Thursday, February 28, 2008

Control Over Experiments and Scientific Truth

Earlier I said that experiments involve careful observation of nature, trying to see it very accurately, with the overall hope of learning something new and surprising. I also emphasized the fact that nature is external to oneself and not totally under one's own power. Therefore it may seem incongruous that physicists seek experiments that can be repeated at will, under total control.

On one level there is no contradiction: we create experiments that can be repeated - however the first time we run the experiment we are in suspense about what will actually be observed. The certainty and repeatability is in our preparation of the experiment; the surprise is in the experiment's actual outcome, the details or whole of which may be different than expected.

The point of having totally repeatable control over an experiment is that the experiment's outcome should be exactly the same every time it is performed. Once an experiment is done once, the surprises should be over, and further repetitions of the experiment only serve to verify the scientific truth of the original result. In fact the only "truth" that physicists care to recognize while acting as physicists is those observations that can be repeated experimentally, as well as any mathematical techniques whose predictions have been repeatedly checked experimentally. If you repeat an experiment and obtain a different result than what was originally found, this casts doubt on whether the original result actually was "scientific truth."

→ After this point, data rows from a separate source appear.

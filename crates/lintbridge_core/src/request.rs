//! What a checker is built from, and how it is cached.

use std::collections::BTreeMap;
use std::fmt;
use std::path::PathBuf;

use lintbridge_config::{ConfigSource, ModuleContext};
use lintbridge_text::DEFAULT_TAB_WIDTH;

/// Everything needed to build a checker for one project module.
#[derive(Debug, Clone)]
pub struct CheckerRequest {
    /// Where the rule configuration comes from.
    pub source: ConfigSource,
    /// Name of the project module being checked. Empty for none.
    pub module: String,
    /// Values for `${name}` references in the configuration.
    pub properties: BTreeMap<String, String>,
    /// Directories file references and class path lookups use.
    pub context: ModuleContext,
    /// Tab width used when the configuration does not set one.
    pub default_tab_width: usize,
    /// Base directory used when the configuration does not set one.
    pub default_base_dir: Option<PathBuf>,
}

impl CheckerRequest {
    pub fn new(source: ConfigSource, context: ModuleContext) -> Self {
        Self {
            source,
            module: String::new(),
            properties: BTreeMap::new(),
            context,
            default_tab_width: DEFAULT_TAB_WIDTH,
            default_base_dir: None,
        }
    }

    pub fn with_module(mut self, module: impl Into<String>) -> Self {
        self.module = module.into();
        self
    }

    pub fn with_property(mut self, name: impl Into<String>, value: impl Into<String>) -> Self {
        self.properties.insert(name.into(), value.into());
        self
    }

    pub fn with_properties(mut self, properties: BTreeMap<String, String>) -> Self {
        self.properties.extend(properties);
        self
    }

    pub fn with_default_tab_width(mut self, tab_width: usize) -> Self {
        self.default_tab_width = tab_width;
        self
    }

    pub fn with_default_base_dir(mut self, dir: impl Into<PathBuf>) -> Self {
        self.default_base_dir = Some(dir.into());
        self
    }

    /// Cache key for this request.
    pub fn key(&self) -> CheckerKey {
        let mut hasher = blake3::Hasher::new();
        for (name, value) in &self.properties {
            hasher.update(name.as_bytes());
            hasher.update(b"\0");
            hasher.update(value.as_bytes());
            hasher.update(b"\0");
        }
        hasher.update(&(self.default_tab_width as u64).to_le_bytes());
        if let Some(dir) = &self.default_base_dir {
            hasher.update(dir.to_string_lossy().as_bytes());
        }
        CheckerKey {
            location: self.source.location(),
            module: self.module.clone(),
            fingerprint: hasher.finalize().to_hex().to_string(),
        }
    }
}

/// Identity of a cached checker.
#[derive(Debug, Clone, PartialEq, Eq, Hash, PartialOrd, Ord)]
pub struct CheckerKey {
    location: String,
    module: String,
    fingerprint: String,
}

impl CheckerKey {
    pub fn location(&self) -> &str {
        &self.location
    }

    pub fn module(&self) -> &str {
        &self.module
    }
}

impl fmt::Display for CheckerKey {
    fn fmt(&self, f: &mut fmt::Formatter<'_>) -> fmt::Result {
        if self.module.is_empty() {
            write!(f, "{}", self.location)
        } else {
            write!(f, "{} [{}]", self.location, self.module)
        }
    }
}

For instance, the failure by many to reproduce cold fusion is said to have "discredited" the original experiment which observed cold fusion, leading most physicists to think that probably cold fusion did not occur even in the original experiment. Of course it is possible that fusion actually occurred the first time but not other times - but even if this were true it would not be a "scientific truth," simply because it can not be reproduced on demand by everyone. The only ways to establish the truth or falsity of this possibility would be similar to the procedures used when investigating and judging a crime - collection of historical evidence about the equipment that was used in the first cold fusion experiment and the data that was obtained, rethinking how to interpret all that was observed, judgments about the trustworthiness of the scientists, etc. There may also be reasoning based on currently accepted ideas of how the universe works, and efforts to establish whether or not these ideas indicate any possible way that fusion might have happened in the first cold fusion experiment. In any case, the result of this sort of process would not be "scientific truth," simply because it would be confining itself to a particular time, place, and set of scientists and observations. Physics does not deny the the possibility of truths of a particular, non-repeatable nature - the shape of a particular rock, the sound of a specific person's voice, etc. - but neither does it pay much attention to these things.